This massive distance means it takes longer and longer for signals from New Horizons to reach Earth, resulting in an increasing communication delay.

“It’s hard to imagine something so far away,” said Alice Bowman, the New Horizons mission operations manager at the Johns Hopkins Applied Physics Laboratory in Laurel, Maryland, in a statement. “One thing that makes this distance tangible is how long it takes for us on Earth to confirm that the spacecraft received our instructions. This went from almost instantaneous to now being on the order of 14 hours. It makes the extreme distance real.”

To celebrate this milestone, the team released this photograph taken by New Horizons, showing the starfield it looks out on and the location of the even further-away Voyager 1 craft circled in yellow. Voyager 1 is an incredible 150 AU from the sun, meaning it is too far away to be visible and has passed out of the solar system. New Horizons is heading out of the solar system too, and is expected to pass into interstellar space in the 2040s.

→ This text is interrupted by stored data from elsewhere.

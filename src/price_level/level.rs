//! Core price level implementation

use super::order_queue::OrderQueue;
use crate::order::{Order, OrderId, OrderStatus, Trade};
use crate::units::{Price, Qty};

/// Orders resting at a single price, matched in strict arrival order.
///
/// The level caches the sum of its orders' remaining quantities so depth
/// queries never walk the queue. The owning book destroys a level as soon
/// as its queue empties.
#[derive(Debug)]
pub struct PriceLevel {
    /// The price of this level
    price: Price,

    /// Cached sum of remaining quantities over the queue
    total_quantity: Qty,

    /// Queue of orders at this price level
    orders: OrderQueue,
}

impl PriceLevel {
    /// Create a new, empty price level
    pub fn new(price: Price) -> Self {
        Self {
            price,
            total_quantity: Qty::ZERO,
            orders: OrderQueue::new(),
        }
    }

    /// Get the price of this level
    pub fn price(&self) -> Price {
        self.price
    }

    /// Get the aggregate remaining quantity
    pub fn total_quantity(&self) -> Qty {
        self.total_quantity
    }

    /// Get the number of resting orders
    pub fn order_count(&self) -> usize {
        self.orders.len()
    }

    pub fn is_empty(&self) -> bool {
        self.orders.is_empty()
    }

    /// Append an order to the back of the FIFO queue
    pub fn add_order(&mut self, order: Order) {
        debug_assert_eq!(order.price(), Some(self.price), "order priced off-level");
        self.total_quantity += order.remaining_quantity();
        self.orders.push(order);
    }

    /// Remove a specific order from the level, wherever it sits in the queue
    pub fn remove_order(&mut self, order_id: &OrderId) -> Option<Order> {
        let order = self.orders.remove(order_id)?;
        self.total_quantity = self.total_quantity.saturating_sub(order.remaining_quantity());
        Some(order)
    }

    pub fn order(&self, order_id: &OrderId) -> Option<&Order> {
        self.orders.get(order_id)
    }

    pub fn contains(&self, order_id: &OrderId) -> bool {
        self.orders.contains(order_id)
    }

    /// Replace the quantity of a resting order in place.
    ///
    /// Only orders with no fills yet (status NEW) may be resized; the order
    /// keeps its queue position either way.
    pub fn resize_order(&mut self, order_id: &OrderId, new_quantity: Qty) -> bool {
        let Some(order) = self.orders.get_mut(order_id) else {
            return false;
        };
        if order.status() != OrderStatus::New {
            return false;
        }
        self.total_quantity = self.total_quantity.saturating_sub(order.remaining_quantity());
        order.resize(new_quantity);
        self.total_quantity += new_quantity;
        true
    }

    /// Match an incoming order against this level in FIFO order.
    ///
    /// Fills execute at this level's price (the passive price). Trades are
    /// appended to `trades` in execution order; `trade_seq` feeds sequential
    /// trade ids. Returns the ids of makers that filled completely and left
    /// the queue, so the book can drop them from its id index.
    pub fn match_incoming(
        &mut self,
        taker: &mut Order,
        trade_seq: &mut u64,
        trades: &mut Vec<Trade>,
    ) -> Vec<OrderId> {
        let mut filled_order_ids = Vec::new();
        let price = self.price;

        while !taker.remaining_quantity().is_zero() {
            let Some(maker) = self.orders.front_mut() else {
                break;
            };
            let fill_qty = taker.remaining_quantity().min(maker.remaining_quantity());
            let trade = Trade::new(
                format!("T{trade_seq}"),
                taker.timestamp(),
                taker.id(),
                maker.id(),
                taker.side(),
                price,
                fill_qty,
            );
            *trade_seq += 1;

            maker.fill(fill_qty);
            let maker_done = maker.is_filled();
            let maker_id = if maker_done { Some(maker.id().clone()) } else { None };

            taker.fill(fill_qty);
            self.total_quantity = self.total_quantity.saturating_sub(fill_qty);
            trades.push(trade);

            if let Some(id) = maker_id {
                self.orders.pop_front();
                filled_order_ids.push(id);
            }
        }

        filled_order_ids
    }

    /// Live orders in time priority
    pub fn iter_orders(&self) -> impl Iterator<Item = &Order> {
        self.orders.iter_fifo()
    }
}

Hello, Voyager! From the distant Kuiper Belt at the solar system’s frontier, on Christmas Day, Dec. 25, 2020, NASA’s New Horizons spacecraft pointed its Long Range Reconnaissance Imager in the direction of the Voyager 1 spacecraft, whose location is marked with the yellow circle. NASA/Johns Hopkins APL/Southwest Research Institute

“That’s a hauntingly beautiful image to me,” said Alan Stern, New Horizons principal investigator from the Southwest Research Institute in Boulder, Colorado. “Looking back at the flight of New Horizons from Earth to 50 AU almost seems in some way like a dream. Flying a spacecraft across our entire solar system to explore Pluto and the Kuiper Belt had never been done before New Horizons. Most of us on the team have been a part of this mission since it was just an idea, and during that time our kids have grown up, and our parents, and we ourselves, have grown older. But most importantly, we made many scientific discoveries, inspired countless STEM careers, and even made a little history.”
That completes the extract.